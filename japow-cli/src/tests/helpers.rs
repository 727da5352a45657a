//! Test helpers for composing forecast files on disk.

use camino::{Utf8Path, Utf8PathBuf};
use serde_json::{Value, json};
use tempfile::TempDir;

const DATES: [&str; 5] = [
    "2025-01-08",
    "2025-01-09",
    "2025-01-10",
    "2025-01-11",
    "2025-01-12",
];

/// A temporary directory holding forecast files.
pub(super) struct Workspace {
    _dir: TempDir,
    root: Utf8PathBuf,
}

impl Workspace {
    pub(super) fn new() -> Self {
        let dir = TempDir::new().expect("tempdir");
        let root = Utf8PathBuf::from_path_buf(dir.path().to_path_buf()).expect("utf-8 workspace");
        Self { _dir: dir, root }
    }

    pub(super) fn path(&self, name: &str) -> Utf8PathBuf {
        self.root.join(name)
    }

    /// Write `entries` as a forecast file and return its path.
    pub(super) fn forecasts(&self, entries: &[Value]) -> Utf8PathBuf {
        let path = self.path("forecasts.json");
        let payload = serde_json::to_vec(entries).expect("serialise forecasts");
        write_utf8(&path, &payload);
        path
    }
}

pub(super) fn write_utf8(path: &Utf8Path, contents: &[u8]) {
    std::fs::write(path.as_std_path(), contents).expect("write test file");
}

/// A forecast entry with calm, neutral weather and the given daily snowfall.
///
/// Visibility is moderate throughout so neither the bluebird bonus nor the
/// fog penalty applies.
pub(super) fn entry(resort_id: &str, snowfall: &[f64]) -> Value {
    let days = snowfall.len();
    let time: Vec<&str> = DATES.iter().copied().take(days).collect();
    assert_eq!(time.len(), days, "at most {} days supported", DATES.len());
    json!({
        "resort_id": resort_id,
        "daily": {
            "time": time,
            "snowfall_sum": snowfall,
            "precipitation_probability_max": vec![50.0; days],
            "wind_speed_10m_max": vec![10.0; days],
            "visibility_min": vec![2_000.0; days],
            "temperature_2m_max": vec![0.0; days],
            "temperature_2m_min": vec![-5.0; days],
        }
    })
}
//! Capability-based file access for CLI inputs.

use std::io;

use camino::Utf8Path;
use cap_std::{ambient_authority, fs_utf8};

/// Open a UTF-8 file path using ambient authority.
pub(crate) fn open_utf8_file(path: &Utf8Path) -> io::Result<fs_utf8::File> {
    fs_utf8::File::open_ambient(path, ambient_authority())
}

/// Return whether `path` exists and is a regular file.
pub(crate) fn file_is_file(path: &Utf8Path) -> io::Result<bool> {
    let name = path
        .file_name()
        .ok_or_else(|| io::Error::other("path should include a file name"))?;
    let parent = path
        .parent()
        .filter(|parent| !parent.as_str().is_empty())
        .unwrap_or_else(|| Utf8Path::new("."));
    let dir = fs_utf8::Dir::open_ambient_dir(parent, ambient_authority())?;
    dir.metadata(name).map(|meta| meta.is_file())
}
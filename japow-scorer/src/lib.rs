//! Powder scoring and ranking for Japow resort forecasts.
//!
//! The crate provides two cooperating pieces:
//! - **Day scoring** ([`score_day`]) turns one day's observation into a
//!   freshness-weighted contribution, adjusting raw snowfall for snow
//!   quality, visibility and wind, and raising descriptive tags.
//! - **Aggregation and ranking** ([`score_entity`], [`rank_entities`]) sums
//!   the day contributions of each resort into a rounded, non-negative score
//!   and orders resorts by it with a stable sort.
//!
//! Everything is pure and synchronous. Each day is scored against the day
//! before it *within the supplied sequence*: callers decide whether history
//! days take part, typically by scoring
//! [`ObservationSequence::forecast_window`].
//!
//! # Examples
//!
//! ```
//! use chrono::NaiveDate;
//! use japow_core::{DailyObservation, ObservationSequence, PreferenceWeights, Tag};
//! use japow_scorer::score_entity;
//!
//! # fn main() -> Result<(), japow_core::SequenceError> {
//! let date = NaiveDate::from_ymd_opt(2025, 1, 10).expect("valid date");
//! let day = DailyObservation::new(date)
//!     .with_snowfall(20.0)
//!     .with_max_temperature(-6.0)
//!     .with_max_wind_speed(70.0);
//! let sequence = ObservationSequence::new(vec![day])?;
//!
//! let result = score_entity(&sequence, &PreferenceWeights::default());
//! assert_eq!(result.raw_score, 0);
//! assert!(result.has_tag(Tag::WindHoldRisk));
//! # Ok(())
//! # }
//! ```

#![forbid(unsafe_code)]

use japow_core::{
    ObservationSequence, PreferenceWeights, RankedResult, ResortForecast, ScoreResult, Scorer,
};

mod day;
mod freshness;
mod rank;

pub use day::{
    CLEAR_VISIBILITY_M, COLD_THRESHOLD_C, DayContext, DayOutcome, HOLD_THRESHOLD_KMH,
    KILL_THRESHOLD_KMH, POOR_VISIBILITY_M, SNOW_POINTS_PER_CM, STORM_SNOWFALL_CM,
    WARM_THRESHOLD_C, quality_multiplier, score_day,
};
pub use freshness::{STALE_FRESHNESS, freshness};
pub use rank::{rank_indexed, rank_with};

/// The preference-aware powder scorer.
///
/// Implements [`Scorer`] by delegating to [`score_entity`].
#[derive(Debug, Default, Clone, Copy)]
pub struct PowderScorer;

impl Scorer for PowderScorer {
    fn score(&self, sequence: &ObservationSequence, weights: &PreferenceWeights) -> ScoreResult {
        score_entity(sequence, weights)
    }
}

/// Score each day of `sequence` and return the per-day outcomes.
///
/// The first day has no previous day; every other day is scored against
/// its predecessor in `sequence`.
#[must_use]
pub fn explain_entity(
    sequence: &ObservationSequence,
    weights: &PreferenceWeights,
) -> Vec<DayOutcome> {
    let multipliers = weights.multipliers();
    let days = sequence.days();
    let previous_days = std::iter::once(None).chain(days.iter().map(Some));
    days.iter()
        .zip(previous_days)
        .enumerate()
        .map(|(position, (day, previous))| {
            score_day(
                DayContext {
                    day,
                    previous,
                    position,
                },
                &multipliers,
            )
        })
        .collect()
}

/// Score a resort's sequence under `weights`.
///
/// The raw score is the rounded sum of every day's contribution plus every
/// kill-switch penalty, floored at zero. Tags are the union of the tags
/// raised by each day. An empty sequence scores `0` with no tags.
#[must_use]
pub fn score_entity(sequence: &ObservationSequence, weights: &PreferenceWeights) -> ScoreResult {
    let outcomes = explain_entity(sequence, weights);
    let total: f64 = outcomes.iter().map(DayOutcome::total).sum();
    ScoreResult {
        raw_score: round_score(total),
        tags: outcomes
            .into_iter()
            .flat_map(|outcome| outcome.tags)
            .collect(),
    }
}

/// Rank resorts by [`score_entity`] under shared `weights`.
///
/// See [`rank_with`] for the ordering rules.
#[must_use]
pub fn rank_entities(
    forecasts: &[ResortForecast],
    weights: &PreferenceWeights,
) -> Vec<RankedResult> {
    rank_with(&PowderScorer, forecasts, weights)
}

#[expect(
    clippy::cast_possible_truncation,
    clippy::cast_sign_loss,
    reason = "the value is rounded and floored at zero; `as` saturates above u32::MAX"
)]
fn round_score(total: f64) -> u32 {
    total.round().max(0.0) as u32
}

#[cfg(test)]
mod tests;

::::

The task
Here the job is to transcribe the lines from the first line of the data through the line containing "pub(super) fn write_utf8(path: &Utf8Path, contents: &[u8])", inclusive, exactly and with nothing else.

Problem solution
filename japow-cli/src/tests/helpers.rs
repository 727da5352a45657a
//! Test helpers for composing forecast files on disk.

use camino::{Utf8Path, Utf8PathBuf};
use serde_json::{Value, json};
use tempfile::TempDir;

const DATES: [&str; 5] = [
    "2025-01-08",
    "2025-01-09",
    "2025-01-10",
    "2025-01-11",
    "2025-01-12",
];

/// A temporary directory holding forecast files.
pub(super) struct Workspace {
    _dir: TempDir,
    root: Utf8PathBuf,
}

impl Workspace {
    pub(super) fn new() -> Self {
        let dir = TempDir::new().expect("tempdir");
        let root = Utf8PathBuf::from_path_buf(dir.path().to_path_buf()).expect("utf-8 workspace");
        Self { _dir: dir, root }
    }

    pub(super) fn path(&self, name: &str) -> Utf8PathBuf {
        self.root.join(name)
    }

    /// Write `entries` as a forecast file and return its path.
    pub(super) fn forecasts(&self, entries: &[Value]) -> Utf8PathBuf {
        let path = self.path("forecasts.json");
        let payload = serde_json::to_vec(entries).expect("serialise forecasts");
        write_utf8(&path, &payload);
        path
    }
}

pub(super) fn write_utf8(path: &Utf8Path, contents: &[u8]) {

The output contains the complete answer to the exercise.